__Exercise goal__.
Report every line below that has the string "bool" in it.

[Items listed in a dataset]
......
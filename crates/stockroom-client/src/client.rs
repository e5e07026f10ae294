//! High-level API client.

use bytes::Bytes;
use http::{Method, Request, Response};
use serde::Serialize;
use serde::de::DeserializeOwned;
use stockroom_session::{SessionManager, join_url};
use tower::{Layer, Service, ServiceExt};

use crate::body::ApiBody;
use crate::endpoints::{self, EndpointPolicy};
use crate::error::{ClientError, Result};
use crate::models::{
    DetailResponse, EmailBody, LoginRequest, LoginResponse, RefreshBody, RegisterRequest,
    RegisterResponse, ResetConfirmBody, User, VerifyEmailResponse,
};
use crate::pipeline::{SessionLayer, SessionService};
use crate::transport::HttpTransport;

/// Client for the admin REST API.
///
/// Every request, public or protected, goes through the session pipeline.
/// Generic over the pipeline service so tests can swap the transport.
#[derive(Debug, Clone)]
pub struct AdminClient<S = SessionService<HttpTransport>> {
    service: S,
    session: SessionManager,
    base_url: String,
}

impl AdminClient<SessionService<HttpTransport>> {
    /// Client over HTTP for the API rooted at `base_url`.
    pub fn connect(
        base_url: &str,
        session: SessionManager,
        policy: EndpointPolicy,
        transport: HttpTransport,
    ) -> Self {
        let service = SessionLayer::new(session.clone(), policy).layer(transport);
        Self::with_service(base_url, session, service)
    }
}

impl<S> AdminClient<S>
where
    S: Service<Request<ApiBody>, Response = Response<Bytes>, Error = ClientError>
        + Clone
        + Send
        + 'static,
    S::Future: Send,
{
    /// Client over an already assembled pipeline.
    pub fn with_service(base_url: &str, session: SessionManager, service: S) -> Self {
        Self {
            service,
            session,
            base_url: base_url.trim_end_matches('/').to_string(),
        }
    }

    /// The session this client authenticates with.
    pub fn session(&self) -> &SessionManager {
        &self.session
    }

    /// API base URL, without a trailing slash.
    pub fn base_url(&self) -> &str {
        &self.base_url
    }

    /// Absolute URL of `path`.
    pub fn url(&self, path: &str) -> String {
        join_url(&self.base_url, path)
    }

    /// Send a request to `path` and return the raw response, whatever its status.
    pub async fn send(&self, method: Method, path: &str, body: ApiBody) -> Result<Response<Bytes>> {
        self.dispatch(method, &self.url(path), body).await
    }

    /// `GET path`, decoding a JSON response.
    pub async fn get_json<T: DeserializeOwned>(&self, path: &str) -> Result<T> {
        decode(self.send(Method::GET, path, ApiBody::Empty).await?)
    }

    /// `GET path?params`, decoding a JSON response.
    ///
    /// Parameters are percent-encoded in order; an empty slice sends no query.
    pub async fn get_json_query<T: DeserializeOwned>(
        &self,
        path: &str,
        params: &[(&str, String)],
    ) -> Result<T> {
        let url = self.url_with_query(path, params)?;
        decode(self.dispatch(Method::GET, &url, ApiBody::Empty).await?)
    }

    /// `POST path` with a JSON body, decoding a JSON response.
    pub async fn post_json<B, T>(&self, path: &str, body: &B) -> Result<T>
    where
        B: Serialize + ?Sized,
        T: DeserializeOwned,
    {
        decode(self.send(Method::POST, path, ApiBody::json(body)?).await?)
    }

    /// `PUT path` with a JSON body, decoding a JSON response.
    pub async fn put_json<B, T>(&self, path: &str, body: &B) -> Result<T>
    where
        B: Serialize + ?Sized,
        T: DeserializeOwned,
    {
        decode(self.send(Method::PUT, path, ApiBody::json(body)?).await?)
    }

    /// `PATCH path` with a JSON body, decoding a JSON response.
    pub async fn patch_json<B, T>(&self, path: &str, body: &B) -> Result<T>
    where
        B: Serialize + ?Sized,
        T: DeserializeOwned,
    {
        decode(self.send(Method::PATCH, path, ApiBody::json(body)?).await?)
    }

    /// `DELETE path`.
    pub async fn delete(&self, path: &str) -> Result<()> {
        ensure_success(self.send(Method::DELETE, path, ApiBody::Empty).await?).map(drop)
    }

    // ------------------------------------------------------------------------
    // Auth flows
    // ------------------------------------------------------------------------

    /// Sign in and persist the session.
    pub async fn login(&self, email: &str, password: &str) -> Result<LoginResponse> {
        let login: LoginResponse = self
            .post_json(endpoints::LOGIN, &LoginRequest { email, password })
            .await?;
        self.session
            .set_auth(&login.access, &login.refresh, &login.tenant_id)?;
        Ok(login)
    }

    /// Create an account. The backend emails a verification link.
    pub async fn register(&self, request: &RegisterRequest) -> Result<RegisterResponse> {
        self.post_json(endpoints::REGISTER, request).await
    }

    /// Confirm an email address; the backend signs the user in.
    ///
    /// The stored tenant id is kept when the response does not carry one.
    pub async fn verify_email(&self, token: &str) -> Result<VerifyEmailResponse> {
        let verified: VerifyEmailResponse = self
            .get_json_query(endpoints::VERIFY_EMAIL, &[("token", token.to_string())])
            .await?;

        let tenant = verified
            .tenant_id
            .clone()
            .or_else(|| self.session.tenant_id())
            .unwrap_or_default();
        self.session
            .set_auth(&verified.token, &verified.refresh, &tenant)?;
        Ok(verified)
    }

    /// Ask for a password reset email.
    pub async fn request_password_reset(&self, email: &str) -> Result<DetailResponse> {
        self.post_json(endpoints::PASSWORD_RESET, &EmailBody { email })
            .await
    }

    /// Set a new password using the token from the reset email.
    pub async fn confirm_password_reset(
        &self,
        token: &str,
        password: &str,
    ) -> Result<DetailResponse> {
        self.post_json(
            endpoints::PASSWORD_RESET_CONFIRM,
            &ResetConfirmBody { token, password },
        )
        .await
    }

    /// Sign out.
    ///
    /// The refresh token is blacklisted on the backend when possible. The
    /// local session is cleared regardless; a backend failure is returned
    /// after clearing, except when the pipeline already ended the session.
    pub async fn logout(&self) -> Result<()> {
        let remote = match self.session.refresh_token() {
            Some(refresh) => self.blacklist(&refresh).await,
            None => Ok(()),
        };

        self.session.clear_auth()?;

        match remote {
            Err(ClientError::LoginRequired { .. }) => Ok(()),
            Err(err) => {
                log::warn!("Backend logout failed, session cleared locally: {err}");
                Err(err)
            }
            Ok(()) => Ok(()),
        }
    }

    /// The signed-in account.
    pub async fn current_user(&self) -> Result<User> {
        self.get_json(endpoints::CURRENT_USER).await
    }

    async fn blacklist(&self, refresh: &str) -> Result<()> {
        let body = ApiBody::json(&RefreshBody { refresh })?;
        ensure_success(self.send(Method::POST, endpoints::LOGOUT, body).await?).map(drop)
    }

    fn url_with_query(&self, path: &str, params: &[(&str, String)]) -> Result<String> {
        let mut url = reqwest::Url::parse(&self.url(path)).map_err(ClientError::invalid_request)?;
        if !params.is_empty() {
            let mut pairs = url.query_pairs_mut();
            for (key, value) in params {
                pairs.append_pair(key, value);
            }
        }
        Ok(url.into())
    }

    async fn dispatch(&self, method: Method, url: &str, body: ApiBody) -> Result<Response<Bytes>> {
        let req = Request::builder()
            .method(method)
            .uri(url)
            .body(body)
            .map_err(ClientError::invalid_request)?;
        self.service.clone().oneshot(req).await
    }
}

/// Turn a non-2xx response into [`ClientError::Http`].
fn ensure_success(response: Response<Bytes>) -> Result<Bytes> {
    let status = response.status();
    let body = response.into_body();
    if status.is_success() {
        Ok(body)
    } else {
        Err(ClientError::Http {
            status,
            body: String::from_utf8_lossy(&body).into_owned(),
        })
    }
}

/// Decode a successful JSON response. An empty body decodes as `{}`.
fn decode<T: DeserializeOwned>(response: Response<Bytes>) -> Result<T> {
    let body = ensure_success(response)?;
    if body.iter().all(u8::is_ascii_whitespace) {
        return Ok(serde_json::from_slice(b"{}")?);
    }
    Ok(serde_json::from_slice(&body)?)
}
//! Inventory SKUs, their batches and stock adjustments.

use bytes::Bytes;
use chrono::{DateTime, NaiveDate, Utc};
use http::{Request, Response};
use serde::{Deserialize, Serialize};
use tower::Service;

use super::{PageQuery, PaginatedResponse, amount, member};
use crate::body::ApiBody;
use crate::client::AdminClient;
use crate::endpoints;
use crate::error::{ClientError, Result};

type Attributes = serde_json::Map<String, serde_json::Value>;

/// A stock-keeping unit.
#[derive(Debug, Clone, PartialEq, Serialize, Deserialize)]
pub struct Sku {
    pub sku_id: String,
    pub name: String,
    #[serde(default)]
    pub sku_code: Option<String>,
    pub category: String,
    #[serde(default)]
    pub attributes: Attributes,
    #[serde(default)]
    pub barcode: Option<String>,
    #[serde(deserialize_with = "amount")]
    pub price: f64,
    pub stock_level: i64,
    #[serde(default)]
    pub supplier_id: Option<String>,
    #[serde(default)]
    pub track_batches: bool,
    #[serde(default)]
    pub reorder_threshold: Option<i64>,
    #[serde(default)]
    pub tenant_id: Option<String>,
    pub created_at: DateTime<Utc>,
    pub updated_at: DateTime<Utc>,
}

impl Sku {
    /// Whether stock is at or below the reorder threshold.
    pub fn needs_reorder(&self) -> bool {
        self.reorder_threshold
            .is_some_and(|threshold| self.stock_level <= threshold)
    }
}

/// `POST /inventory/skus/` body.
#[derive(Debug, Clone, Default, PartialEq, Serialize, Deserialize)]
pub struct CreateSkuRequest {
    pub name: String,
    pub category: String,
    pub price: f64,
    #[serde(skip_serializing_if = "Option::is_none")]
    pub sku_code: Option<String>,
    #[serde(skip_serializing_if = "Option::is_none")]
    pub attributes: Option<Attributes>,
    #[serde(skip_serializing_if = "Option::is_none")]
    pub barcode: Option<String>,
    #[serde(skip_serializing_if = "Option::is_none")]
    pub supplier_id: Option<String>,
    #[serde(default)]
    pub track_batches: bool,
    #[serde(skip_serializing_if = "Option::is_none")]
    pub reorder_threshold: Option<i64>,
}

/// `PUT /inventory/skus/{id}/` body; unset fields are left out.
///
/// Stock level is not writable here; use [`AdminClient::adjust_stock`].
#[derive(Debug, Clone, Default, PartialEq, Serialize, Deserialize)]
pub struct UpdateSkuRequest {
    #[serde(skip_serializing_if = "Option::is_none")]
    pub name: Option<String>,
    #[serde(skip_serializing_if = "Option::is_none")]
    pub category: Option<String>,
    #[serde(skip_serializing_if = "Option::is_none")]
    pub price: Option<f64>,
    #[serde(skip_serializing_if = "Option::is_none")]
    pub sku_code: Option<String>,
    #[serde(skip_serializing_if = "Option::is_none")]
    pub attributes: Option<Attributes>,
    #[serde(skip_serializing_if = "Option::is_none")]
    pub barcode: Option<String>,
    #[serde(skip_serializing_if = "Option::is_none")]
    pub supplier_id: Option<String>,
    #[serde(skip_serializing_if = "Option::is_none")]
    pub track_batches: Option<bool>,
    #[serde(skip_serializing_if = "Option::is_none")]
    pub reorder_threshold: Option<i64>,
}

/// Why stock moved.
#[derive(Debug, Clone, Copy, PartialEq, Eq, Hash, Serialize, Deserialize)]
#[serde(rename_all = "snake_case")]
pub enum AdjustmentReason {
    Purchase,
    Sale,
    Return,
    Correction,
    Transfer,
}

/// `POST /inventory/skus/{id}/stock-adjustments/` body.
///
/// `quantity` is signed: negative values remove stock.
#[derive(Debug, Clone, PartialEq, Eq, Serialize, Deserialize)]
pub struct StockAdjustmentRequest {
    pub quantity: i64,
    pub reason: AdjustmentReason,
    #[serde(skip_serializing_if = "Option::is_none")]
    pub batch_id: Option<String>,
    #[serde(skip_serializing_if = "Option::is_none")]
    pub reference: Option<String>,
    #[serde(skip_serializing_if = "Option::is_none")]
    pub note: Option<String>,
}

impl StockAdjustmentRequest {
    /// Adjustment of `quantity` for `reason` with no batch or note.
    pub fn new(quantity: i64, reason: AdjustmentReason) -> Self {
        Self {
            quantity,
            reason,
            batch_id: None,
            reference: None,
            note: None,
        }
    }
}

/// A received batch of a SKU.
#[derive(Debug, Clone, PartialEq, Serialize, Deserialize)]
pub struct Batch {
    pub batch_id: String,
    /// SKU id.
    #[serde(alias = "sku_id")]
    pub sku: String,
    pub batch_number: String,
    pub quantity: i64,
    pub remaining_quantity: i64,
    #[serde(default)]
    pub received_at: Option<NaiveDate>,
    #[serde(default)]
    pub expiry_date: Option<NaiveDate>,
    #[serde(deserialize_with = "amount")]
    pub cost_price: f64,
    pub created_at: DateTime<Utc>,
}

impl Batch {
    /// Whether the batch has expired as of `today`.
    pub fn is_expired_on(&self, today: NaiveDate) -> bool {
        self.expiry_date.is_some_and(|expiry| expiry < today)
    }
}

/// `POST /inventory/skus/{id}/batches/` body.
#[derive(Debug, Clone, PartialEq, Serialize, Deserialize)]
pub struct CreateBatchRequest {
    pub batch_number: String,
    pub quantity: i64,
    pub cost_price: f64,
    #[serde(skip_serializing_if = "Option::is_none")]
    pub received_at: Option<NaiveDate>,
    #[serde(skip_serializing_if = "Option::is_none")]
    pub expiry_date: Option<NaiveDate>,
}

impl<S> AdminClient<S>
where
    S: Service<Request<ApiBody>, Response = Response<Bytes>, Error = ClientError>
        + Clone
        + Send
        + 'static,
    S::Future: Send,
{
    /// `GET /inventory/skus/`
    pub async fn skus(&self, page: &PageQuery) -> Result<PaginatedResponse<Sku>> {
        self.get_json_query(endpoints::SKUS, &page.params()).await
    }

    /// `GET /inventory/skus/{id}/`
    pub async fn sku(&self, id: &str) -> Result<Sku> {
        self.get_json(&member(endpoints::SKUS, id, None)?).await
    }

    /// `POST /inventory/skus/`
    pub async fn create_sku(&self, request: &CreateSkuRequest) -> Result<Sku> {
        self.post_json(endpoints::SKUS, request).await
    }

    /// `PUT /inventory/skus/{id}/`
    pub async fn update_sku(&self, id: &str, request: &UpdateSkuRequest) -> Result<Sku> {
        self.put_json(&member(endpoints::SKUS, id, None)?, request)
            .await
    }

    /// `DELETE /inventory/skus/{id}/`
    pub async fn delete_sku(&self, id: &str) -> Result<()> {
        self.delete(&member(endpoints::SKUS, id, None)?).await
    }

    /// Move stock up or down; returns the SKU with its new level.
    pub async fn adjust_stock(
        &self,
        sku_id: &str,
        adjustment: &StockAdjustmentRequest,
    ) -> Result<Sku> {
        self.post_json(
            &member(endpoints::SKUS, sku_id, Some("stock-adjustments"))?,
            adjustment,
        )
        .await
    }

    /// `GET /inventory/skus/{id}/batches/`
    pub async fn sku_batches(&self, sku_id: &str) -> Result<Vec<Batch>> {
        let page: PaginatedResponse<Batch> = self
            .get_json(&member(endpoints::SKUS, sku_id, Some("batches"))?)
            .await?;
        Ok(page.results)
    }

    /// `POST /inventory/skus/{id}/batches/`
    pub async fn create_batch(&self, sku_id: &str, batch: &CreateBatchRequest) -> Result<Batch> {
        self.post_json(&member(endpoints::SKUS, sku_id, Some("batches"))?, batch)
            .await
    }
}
......
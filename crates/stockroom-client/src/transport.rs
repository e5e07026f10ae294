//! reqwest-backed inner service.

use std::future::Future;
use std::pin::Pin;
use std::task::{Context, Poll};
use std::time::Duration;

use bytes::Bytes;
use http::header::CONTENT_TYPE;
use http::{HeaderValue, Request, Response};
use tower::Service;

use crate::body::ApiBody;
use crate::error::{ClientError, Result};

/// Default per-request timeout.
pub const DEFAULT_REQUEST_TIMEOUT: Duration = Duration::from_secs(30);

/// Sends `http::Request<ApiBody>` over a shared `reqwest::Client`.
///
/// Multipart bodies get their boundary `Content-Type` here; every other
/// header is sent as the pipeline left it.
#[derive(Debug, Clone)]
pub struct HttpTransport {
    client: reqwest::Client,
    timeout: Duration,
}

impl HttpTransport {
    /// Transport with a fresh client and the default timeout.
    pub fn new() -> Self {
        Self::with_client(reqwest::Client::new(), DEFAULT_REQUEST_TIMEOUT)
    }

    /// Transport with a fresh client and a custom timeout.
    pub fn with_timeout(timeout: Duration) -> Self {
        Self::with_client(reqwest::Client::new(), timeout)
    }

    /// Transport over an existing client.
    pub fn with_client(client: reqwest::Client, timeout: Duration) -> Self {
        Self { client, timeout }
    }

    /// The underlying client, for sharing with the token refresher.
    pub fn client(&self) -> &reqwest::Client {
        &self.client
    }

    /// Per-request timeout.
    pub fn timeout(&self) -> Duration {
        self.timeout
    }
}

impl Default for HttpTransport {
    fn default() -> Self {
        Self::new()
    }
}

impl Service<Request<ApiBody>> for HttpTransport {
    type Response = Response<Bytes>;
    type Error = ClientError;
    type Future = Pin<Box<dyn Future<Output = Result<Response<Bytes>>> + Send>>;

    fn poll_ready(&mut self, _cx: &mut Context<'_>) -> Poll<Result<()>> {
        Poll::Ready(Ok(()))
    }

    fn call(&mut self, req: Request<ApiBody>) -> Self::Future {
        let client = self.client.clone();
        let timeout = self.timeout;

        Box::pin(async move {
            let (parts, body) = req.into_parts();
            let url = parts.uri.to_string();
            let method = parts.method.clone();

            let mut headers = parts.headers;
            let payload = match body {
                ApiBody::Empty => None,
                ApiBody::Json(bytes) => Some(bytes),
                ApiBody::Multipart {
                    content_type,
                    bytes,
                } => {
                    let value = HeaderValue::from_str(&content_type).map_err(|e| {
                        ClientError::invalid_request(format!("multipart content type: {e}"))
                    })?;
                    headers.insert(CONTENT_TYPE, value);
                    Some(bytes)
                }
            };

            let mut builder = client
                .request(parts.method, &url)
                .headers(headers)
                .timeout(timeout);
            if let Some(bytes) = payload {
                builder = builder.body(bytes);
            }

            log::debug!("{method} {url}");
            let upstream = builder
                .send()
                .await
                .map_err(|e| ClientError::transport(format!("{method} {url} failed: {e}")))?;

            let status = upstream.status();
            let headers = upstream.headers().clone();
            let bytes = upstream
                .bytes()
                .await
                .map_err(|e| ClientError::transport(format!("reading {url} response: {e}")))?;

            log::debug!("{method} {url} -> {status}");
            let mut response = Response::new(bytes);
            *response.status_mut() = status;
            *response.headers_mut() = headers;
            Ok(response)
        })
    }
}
......
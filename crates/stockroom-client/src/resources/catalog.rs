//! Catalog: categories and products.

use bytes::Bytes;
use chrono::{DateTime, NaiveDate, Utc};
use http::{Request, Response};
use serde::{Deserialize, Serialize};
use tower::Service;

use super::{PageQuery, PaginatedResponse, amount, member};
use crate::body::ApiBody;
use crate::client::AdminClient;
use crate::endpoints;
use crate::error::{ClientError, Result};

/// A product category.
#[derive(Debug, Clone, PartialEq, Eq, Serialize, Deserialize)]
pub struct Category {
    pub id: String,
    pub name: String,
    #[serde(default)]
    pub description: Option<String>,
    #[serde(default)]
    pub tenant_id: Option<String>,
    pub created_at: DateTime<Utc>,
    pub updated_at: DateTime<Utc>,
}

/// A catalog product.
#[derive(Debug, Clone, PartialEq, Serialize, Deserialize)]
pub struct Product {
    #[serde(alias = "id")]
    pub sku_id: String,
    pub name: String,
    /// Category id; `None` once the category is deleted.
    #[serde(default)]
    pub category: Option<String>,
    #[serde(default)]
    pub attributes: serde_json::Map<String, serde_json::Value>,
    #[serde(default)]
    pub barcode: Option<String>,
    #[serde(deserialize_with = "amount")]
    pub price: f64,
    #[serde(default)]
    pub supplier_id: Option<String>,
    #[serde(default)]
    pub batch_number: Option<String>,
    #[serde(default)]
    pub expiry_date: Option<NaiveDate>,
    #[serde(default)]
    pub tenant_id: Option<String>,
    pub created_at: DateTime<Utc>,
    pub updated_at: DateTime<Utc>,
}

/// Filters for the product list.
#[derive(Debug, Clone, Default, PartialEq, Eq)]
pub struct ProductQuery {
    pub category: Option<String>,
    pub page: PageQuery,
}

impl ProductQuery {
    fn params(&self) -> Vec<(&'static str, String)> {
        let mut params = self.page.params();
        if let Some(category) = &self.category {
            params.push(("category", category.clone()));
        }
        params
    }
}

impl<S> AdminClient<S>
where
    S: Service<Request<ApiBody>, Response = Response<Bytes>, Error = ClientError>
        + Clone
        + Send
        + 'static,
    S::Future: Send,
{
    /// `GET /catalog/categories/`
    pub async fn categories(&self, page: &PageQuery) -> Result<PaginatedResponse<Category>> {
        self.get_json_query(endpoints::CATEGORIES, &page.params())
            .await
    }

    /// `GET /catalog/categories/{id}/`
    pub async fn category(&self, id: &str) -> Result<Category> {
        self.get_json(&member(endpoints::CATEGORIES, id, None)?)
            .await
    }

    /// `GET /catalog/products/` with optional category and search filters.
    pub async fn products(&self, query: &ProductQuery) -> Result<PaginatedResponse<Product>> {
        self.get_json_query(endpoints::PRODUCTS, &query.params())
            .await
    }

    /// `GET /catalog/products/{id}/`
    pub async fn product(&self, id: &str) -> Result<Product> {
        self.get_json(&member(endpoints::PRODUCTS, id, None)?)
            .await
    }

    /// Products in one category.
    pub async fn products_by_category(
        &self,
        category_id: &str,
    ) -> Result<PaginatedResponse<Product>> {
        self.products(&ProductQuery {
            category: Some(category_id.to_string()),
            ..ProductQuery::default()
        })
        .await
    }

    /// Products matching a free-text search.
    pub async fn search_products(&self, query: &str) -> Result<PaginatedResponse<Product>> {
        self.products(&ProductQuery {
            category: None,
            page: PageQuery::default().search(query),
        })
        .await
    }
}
......
__Written response__.
    pub track_batches: bool,
    pub fn needs_reorder(&self) -> bool {
    pub track_batches: bool,
    pub track_batches: Option<bool>,
    pub fn is_expired_on(&self, today: NaiveDate) -> bool {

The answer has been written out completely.